Adaptive Project Management Using Scrum

Posted by in Project Management

Since time immemorial man has been undertaking great projects. The Pyramids, Stonehenge, just to name a few. All of these projects have had one thing in common; A lowly human with no superpowers was the one responsible for making sure that necessary tasks were accomplished in order to achieve the end goal. Whoever that person was, an Egyptian Pharaoh or a Celtic priest, that person was the project manager. The job existed long before it was given a name. Of course, as soon as society did name it we also insisted on implementing rules and regulations, guidelines and doctrine…a sort of project management dogma that must be followed. This process is often times pursued without question and with no consideration to its impact on the quality of the final deliverables.

The biggest problems with traditional project management are that it is bloated and complicated. The average person would have an easier time deciphering Egyptian hieroglyphics than a Gantt chart. Scrum development is a lightweight project management solution that offers increased flexibility, efficiency, and innovation. Scrum works best when used in conjunction with agile software development, but the methodology can be applied to any number of products or processes.

Roles in Scrum project management are defined in two distinct categories, pigs and chickens. The group names come from a joke told about a pig and a chicken opening a restaurant.

A pig and a chicken are walking down a road. The chicken looks at the pig and says, “Hey, why don’t we open a restaurant?” The pig looks back at the chicken and says, “Good idea, what do you want to call it?” The chicken thinks about it and says, “Why don’t we call it ‘Ham and Eggs’?” “I don’t think so,” says the pig, “I’d be committed, but you’d only be involved.”

Pigs are the ones with “their bacon on the line.” There are only three different types of pig roles. The Scrum Master (Project Manager) facilitates the process and removes obstacles or impediments that prevent team members from achieving their goal. The Product Owner represents the client and speaks with their voice. Everyone else is simply a team member. The team members are responsible for doing the actual work that makes the project a success (design, development, quality assurance, etc.). Chicken roles are represented by people that will eventually use the product or have some vested interest, but don’t do any of the work and are not part of the Scrum process. Chickens include project stakeholders and managers or executives that must give approval on the work.

Scrum breaks the total project workload into smaller prioritized segments called sprints. At the beginning of each sprint a “Sprint Planning Meeting” is held to select which features are to be included. The idea is that at the conclusion of a sprint the team will have a functioning product ready to ship. Once a feature set or “sprint backlog” has been agreed upon, including time commitments from team members, it cannot be changed. Any new features/functionality that are added after the start of a sprint must be folded into the next phase. This is helpful for the team members that don’t have to deal with drastic changes to scope mid-stream. More importantly, it allows for and even encourages changes to the overall feature set or “product backlog.” These changes are no longer viewed as extra work since they can easily be folded into the next sprint. At the end of a sprint the “Sprint Retrospective Meeting” is held.
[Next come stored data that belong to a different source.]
//! Scripted collaborators for tests
//!
//! Compiled for unit tests and, through the `test-support` feature, for the
//! integration tests under `tests/`.

use crate::client::transport::{ByteStream, StreamRequest, Transport};
use crate::error::{Error, Result};
use crate::fetch::audio::AudioFetcher;
use crate::playback::sink::PlaybackSink;
use async_trait::async_trait;
use std::collections::{HashMap, VecDeque};
use std::sync::atomic::{AtomicBool, AtomicUsize, Ordering};
use std::sync::{Arc, Mutex};
use std::time::Duration;
use tokio::sync::Notify;
use tokio_util::sync::CancellationToken;

fn lock<T>(mutex: &Mutex<T>) -> std::sync::MutexGuard<'_, T> {
    mutex.lock().unwrap_or_else(|p| p.into_inner())
}

/// Tracks concurrent users of a resource
#[derive(Debug, Default)]
pub struct ConcurrencyProbe {
    current: AtomicUsize,
    peak: AtomicUsize,
    total: AtomicUsize,
}

impl ConcurrencyProbe {
    fn enter(self: &Arc<Self>) -> ProbeGuard {
        let now = self.current.fetch_add(1, Ordering::SeqCst) + 1;
        self.peak.fetch_max(now, Ordering::SeqCst);
        self.total.fetch_add(1, Ordering::SeqCst);
        ProbeGuard { probe: Arc::clone(self) }
    }

    pub fn current(&self) -> usize {
        self.current.load(Ordering::SeqCst)
    }

    pub fn peak(&self) -> usize {
        self.peak.load(Ordering::SeqCst)
    }

    pub fn total(&self) -> usize {
        self.total.load(Ordering::SeqCst)
    }
}

struct ProbeGuard {
    probe: Arc<ConcurrencyProbe>,
}

impl Drop for ProbeGuard {
    fn drop(&mut self) {
        self.probe.current.fetch_sub(1, Ordering::SeqCst);
    }
}

// ============================================================================
// Transport
// ============================================================================

/// One scripted answer stream
#[derive(Debug, Clone, Default)]
pub struct ScriptedResponse {
    chunks: Vec<Vec<u8>>,
    chunk_delay: Duration,
    open_delay: Duration,
    hang: bool,
    open_error: Option<String>,
}

impl ScriptedResponse {
    /// Raw byte chunks, delivered as given
    pub fn raw(chunks: Vec<Vec<u8>>) -> Self {
        Self { chunks, ..Default::default() }
    }

    /// Each line becomes one chunk, newline-terminated
    pub fn lines(lines: &[&str]) -> Self {
        Self::raw(lines.iter().map(|l| format!("{}\n", l).into_bytes()).collect())
    }

    /// Each payload becomes a `data:` line followed by a blank line
    pub fn events(payloads: &[serde_json::Value]) -> Self {
        Self::raw(
            payloads
                .iter()
                .map(|p| format!("data: {}\n\n", p).into_bytes())
                .collect(),
        )
    }

    /// Streamed answer text split into message events, then `message_end`
    pub fn answer(text: &str) -> Self {
        Self::events(&[
            serde_json::json!({"event": "message", "answer": text, "conversation_id": "conv-1"}),
            serde_json::json!({"event": "message_end", "conversation_id": "conv-1", "message_id": "msg-1"}),
        ])
    }

    /// Opening the stream fails with a transport error
    pub fn failure(message: &str) -> Self {
        Self { open_error: Some(message.to_string()), ..Default::default() }
    }

    pub fn with_chunk_delay(mut self, delay: Duration) -> Self {
        self.chunk_delay = delay;
        self
    }

    pub fn with_open_delay(mut self, delay: Duration) -> Self {
        self.open_delay = delay;
        self
    }

    /// Keep the stream open forever after the last chunk
    pub fn then_hang(mut self) -> Self {
        self.hang = true;
        self
    }
}

/// Transport returning scripted streams.
///
/// Responses registered for a query text take priority; otherwise responses
/// are consumed first-in first-out.
#[derive(Debug, Default)]
pub struct ScriptedTransport {
    by_query: Mutex<HashMap<String, ScriptedResponse>>,
    fifo: Mutex<VecDeque<ScriptedResponse>>,
    requests: Mutex<Vec<StreamRequest>>,
    probe_ok: AtomicBool,
    streams: Arc<ConcurrencyProbe>,
}

impl ScriptedTransport {
    pub fn new() -> Self {
        Self::default()
    }

    pub fn push(&self, response: ScriptedResponse) {
        lock(&self.fifo).push_back(response);
    }

    pub fn respond_to(&self, query: &str, response: ScriptedResponse) {
        lock(&self.by_query).insert(query.to_string(), response);
    }

    pub fn set_probe_result(&self, ok: bool) {
        self.probe_ok.store(ok, Ordering::SeqCst);
    }

    pub fn requests(&self) -> Vec<StreamRequest> {
        lock(&self.requests).clone()
    }

    /// Query texts in the order requests were made
    pub fn queries(&self) -> Vec<String> {
        self.requests()
            .iter()
            .filter_map(|r| r.body["query"].as_str().map(str::to_string))
            .collect()
    }

    /// Open-stream concurrency
    pub fn streams(&self) -> &ConcurrencyProbe {
        &self.streams
    }
}

#[async_trait]
impl Transport for ScriptedTransport {
    async fn open_stream(&self, request: StreamRequest) -> Result<ByteStream> {
        let query = request.body["query"].as_str().unwrap_or_default().to_string();
        lock(&self.requests).push(request);

        let guard = self.streams.enter();
        let response = lock(&self.by_query)
            .remove(&query)
            .or_else(|| lock(&self.fifo).pop_front())
            .unwrap_or_else(|| ScriptedResponse::failure("no scripted response"));

        let ScriptedResponse { chunks, chunk_delay, open_delay, hang, open_error } = response;
        if !open_delay.is_zero() {
            tokio::time::sleep(open_delay).await;
        }
        if let Some(message) = open_error {
            return Err(Error::Transport(message));
        }

        let stream = async_stream::stream! {
            let _guard = guard;
            for chunk in chunks {
                if !chunk_delay.is_zero() {
                    tokio::time::sleep(chunk_delay).await;
                }
                yield Ok::<_, Error>(chunk);
            }
            if hang {
                futures::future::pending::<()>().await;
            }
        };
        Ok(Box::pin(stream))
    }

    async fn probe(&self, _url: &str, _headers: &[(String, String)]) -> bool {
        self.probe_ok.load(Ordering::SeqCst)
    }
}

// ============================================================================
// Audio fetcher
// ============================================================================

/// Fetcher answering from a URL map; unknown URLs fail
#[derive(Debug, Default)]
pub struct MapAudioFetcher {
    responses: Mutex<HashMap<String, std::result::Result<Vec<u8>, String>>>,
    delay: Duration,
    calls: Mutex<Vec<String>>,
    probe: Arc<ConcurrencyProbe>,
}

impl MapAudioFetcher {
    pub fn new() -> Self {
        Self::default()
    }

    /// Every fetch takes this long
    pub fn with_delay(mut self, delay: Duration) -> Self {
        self.delay = delay;
        self
    }

    pub fn insert_ok(&self, url: &str, bytes: Vec<u8>) {
        lock(&self.responses).insert(url.to_string(), Ok(bytes));
    }

    pub fn insert_err(&self, url: &str, message: &str) {
        lock(&self.responses).insert(url.to_string(), Err(message.to_string()));
    }

    pub fn calls(&self) -> Vec<String> {
        lock(&self.calls).clone()
    }

    pub fn concurrency(&self) -> &ConcurrencyProbe {
        &self.probe
    }
}

#[async_trait]
impl AudioFetcher for MapAudioFetcher {
    async fn fetch(&self, url: &str) -> Result<Vec<u8>> {
        lock(&self.calls).push(url.to_string());
        let _guard = self.probe.enter();

        if !self.delay.is_zero() {
            tokio::time::sleep(self.delay).await;
        }
        match lock(&self.responses).get(url) {
            Some(Ok(bytes)) => Ok(bytes.clone()),
            Some(Err(message)) => Err(Error::AudioFetch(message.clone())),
            None => Err(Error::AudioFetch(format!("{}: HTTP 404", url))),
        }
    }
}

// ============================================================================
// Playback sink
// ============================================================================

#[derive(Debug, Clone, PartialEq, Eq)]
pub enum SinkCall {
    ChunkStarted { comment_id: String, index: usize, text: String },
    Played { bytes: usize },
    ChainCompleted { comment_id: String, finished: bool },
}

/// Sink recording every callback; `play` takes a fixed time
#[derive(Debug, Default)]
pub struct RecordingSink {
    play_duration: Duration,
    calls: Mutex<Vec<SinkCall>>,
    changed: Notify,
}

impl RecordingSink {
    pub fn new(play_duration: Duration) -> Self {
        Self { play_duration, ..Default::default() }
    }

    fn record(&self, call: SinkCall) {
        lock(&self.calls).push(call);
        self.changed.notify_waiters();
    }

    pub fn calls(&self) -> Vec<SinkCall> {
        lock(&self.calls).clone()
    }

    /// Comment ids in the order their units completed
    pub fn completed_ids(&self) -> Vec<String> {
        self.calls()
            .into_iter()
            .filter_map(|call| match call {
                SinkCall::ChainCompleted { comment_id, .. } => Some(comment_id),
                _ => None,
            })
            .collect()
    }

    pub fn chains_completed(&self) -> usize {
        self.completed_ids().len()
    }

    /// Wait until `condition` holds over the recorded calls
    pub async fn wait_until<F>(&self, condition: F, timeout: Duration) -> bool
    where
        F: Fn(&[SinkCall]) -> bool,
    {
        tokio::time::timeout(timeout, async {
            loop {
                let changed = self.changed.notified();
                if condition(&lock(&self.calls)) {
                    return;
                }
                changed.await;
            }
        })
        .await
        .is_ok()
    }

    pub async fn wait_for_calls(&self, count: usize, timeout: Duration) -> bool {
        self.wait_until(|calls| calls.len() >= count, timeout).await
    }

    pub async fn wait_for_chains(&self, count: usize, timeout: Duration) -> bool {
        self.wait_until(
            |calls| {
                calls
                    .iter()
                    .filter(|c| matches!(c, SinkCall::ChainCompleted { .. }))
                    .count()
                    >= count
            },
            timeout,
        )
        .await
    }
}

#[async_trait]
impl PlaybackSink for RecordingSink {
    async fn on_chunk_started(&self, comment_id: &str, index: usize, text: &str) {
        self.record(SinkCall::ChunkStarted {
            comment_id: comment_id.to_string(),
            index,
            text: text.to_string(),
        });
    }

    async fn play(&self, audio: &[u8], cancel: &CancellationToken) -> Result<()> {
        self.record(SinkCall::Played { bytes: audio.len() });
        if self.play_duration.is_zero() {
            return Ok(());
        }
        tokio::select! {
            _ = cancel.cancelled() => Err(Error::Cancelled),
            _ = tokio::time::sleep(self.play_duration) => Ok(()),
        }
    }

    async fn on_chain_completed(&self, comment_id: &str, finished: bool) {
        self.record(SinkCall::ChainCompleted { comment_id: comment_id.to_string(), finished });
    }
}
The purpose of the meeting is to answer two questions and two questions only:

  1. What went well during the sprint?
  2. What could be improved in the next sprint?

What Scrum development is most know for is its daily scrum or standup meetings. The daily scrum is notable for it’s frequency. It happens every day at the same time and in the same location. It starts precisely on time without exception and has a hard stop at 15 minutes. Participants are required to stand because this encourages them to keep their comments brief and adhere to the time limit. All members of the team including chickens are welcome, but only pigs are allowed to talk. At each meeting team members answer only three questions.

  1. What did you do yesterday?
  2. What are you planning to do today?
  3. What obstacles are preventing you from accomplishing your goal?

The daily scrum meeting serves to identify and address problems early in the process. It is the Scrum Master’s responsibility to resolve any impediments to a team member’s progress. This ensures that no team member sits idle while issues go unaddressed.

Adaptive project management using Scrum is a proven methodology, but it’s important to remember it is not a silver bullet. Despite its benefits, Scrum is not for everyone. Organizations committed to a traditional waterfall process will find it a dramatic shift in the way teams work. In order for it to be successful it requires a level of involvement from the client that is not always present. Also, each team member must understand and be committed to the process. However, when organizations are able to implement Scrum they are often rewarded with higher quality work in a shorter delivery window. Scrum teams are flexible and can easily adapt to evolving client needs. This is an essential skill in a marketplace where the only constant is change.